気温は高く息苦しく,また湿気も多いためにどこも不潔でどうしようもない。退屈の度合いは,すでに耐えられないほどである。明日の運命もわからず戦地からの情報もないので,みな抑圧された状態で苦悶している。艦内では何も明るい話もなく,何もする気を起こさずに怠惰な毎日を過ごすのみである。このような生活がどうして人々に快感を与えようか。ここには実に意外なことばかりが起こっている。
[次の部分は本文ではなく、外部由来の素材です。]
//! Config command handler
//!
//! View and modify configuration settings.

use crate::config::Config;
use crate::error::Result;
use clap::Args;

/// Config command arguments
#[derive(Args)]
pub struct ConfigArgs {
    /// Configuration key (e.g., "geocoder.api_key")
    pub key: Option<String>,

    /// Value to set (if not provided, shows current value)
    pub value: Option<String>,

    /// Show config file path
    #[arg(long)]
    pub path: bool,

    /// Reset config to defaults
    #[arg(long)]
    pub reset: bool,
}

/// Run the config command
pub fn run(args: ConfigArgs) -> Result<()> {
    if args.path {
        let path = Config::config_path()?;
        println!("{}", path.display());
        return Ok(());
    }

    if args.reset {
        let config = Config::default();
        config.save()?;
        println!("Configuration reset to defaults");
        return Ok(());
    }

    let mut config = Config::load()?;

    match (&args.key, &args.value) {
        (None, None) => {
            print!("{}", render_config(&config));
        }

        (Some(key), None) => {
            if let Some(value) = config.get(key) {
                println!("{}", value);
            } else {
                eprintln!("Unknown config key: {}", key);
                eprintln!("\nAvailable keys:");
                for k in Config::available_keys() {
                    eprintln!("  {}", k);
                }
                std::process::exit(1);
            }
        }

        (Some(key), Some(value)) => {
            config.set(key, value)?;
            config.save()?;
            println!("{} = {}", key, value);
        }

        (None, Some(_)) => {
            eprintln!("Error: Must specify a key to set a value");
            std::process::exit(1);
        }
    }

    Ok(())
}

/// Render all configuration values, masking the API key
fn render_config(config: &Config) -> String {
    let mut out = String::new();

    out.push_str("[geocoder]\n");
    out.push_str(&format!("base_url = \"{}\"\n", config.geocoder.base_url));
    if config.geocoder.api_key.is_empty() {
        out.push_str("api_key = \"\" # not configured\n");
    } else {
        out.push_str("api_key = \"***\" # configured\n");
    }
    out.push_str(&format!("timeout_secs = {}\n\n", config.geocoder.timeout_secs));

    out.push_str("[map]\n");
    out.push_str(&format!("zoom = {}\n", config.map.zoom));
    out.push_str(&format!("default_lat = {}\n", config.map.default_lat));
    out.push_str(&format!("default_lng = {}\n", config.map.default_lng));
    out.push_str(&format!("tile_url = \"{}\"\n\n", config.map.tile_url));

    out.push_str("[server]\n");
    out.push_str(&format!("host = \"{}\"\n", config.server.host));
    out.push_str(&format!("port = {}\n", config.server.port));
    out.push_str(&format!(
        "session_ttl_secs = {}\n\n",
        config.server.session_ttl_secs
    ));

    out.push_str("[url]\n");
    out.push_str(&format!("default = \"{}\"\n\n", config.url.default));

    out.push_str("[url.providers]\n");
    let mut providers: Vec<_> = config.url.providers.iter().collect();
    providers.sort();
    for (name, template) in providers {
        out.push_str(&format!("{} = \"{}\"\n", name, template));
    }

    out
}

#[cfg(test)]
mod tests {
    use super::*;

    #[test]
    fn test_render_masks_api_key() {
        let mut config = Config::default();
        config.geocoder.api_key = "pk.secret".to_string();

        let out = render_config(&config);
        assert!(out.contains("api_key = \"***\""));
        assert!(!out.contains("pk.secret"));
    }

    #[test]
    fn test_render_sorted_providers() {
        let out = render_config(&Config::default());
        let apple = out.find("apple =").unwrap();
        let google = out.find("google =").unwrap();
        assert!(apple < google);
    }
}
ハンブルグと米国間の航路を往復している元ドイツ汽船のベンガリアが暗礁に衝突し,マダガスカル付近で沈没したという情報があった。この船は我が艦隊に石炭を供給するために来た1万8千トンの大型船である。この船は暗礁に触れた後,さらに進航して沈没したのだが,乗員は全員救助されたという,
昨日,ナヒモフに非常に悲しむべき事件が起きた。艦隊の諸艦中にパンを焼く釜を持っていない艦は,停泊中に他の艦または陸上からパンの供給を受ける。ナヒモフにはパン焼きができないにもかかわらず,その艦に供給しなかったために乗組員はみな乾パンだけを食べている。昨日,同艦の乗員が新鮮なパンを要求した。彼らはたちまち扇動されて朝の祈りの後もその場から離れず,反抗の態度を示して散会の命令に背いた。その結果,一部の乗員を他艦に移し,一部は銃殺するしかないという状況になった。これによって,この騒動を鎮圧することができたと思われたが,しかしそのためにその他の者の迷惑はどのぐらいだっただろう。
マライヤで捕縛されアレキサンドルの檻倉に拘留されていた水兵は病院船アリョールに移された。檻倉の炎熱のために発病したからである。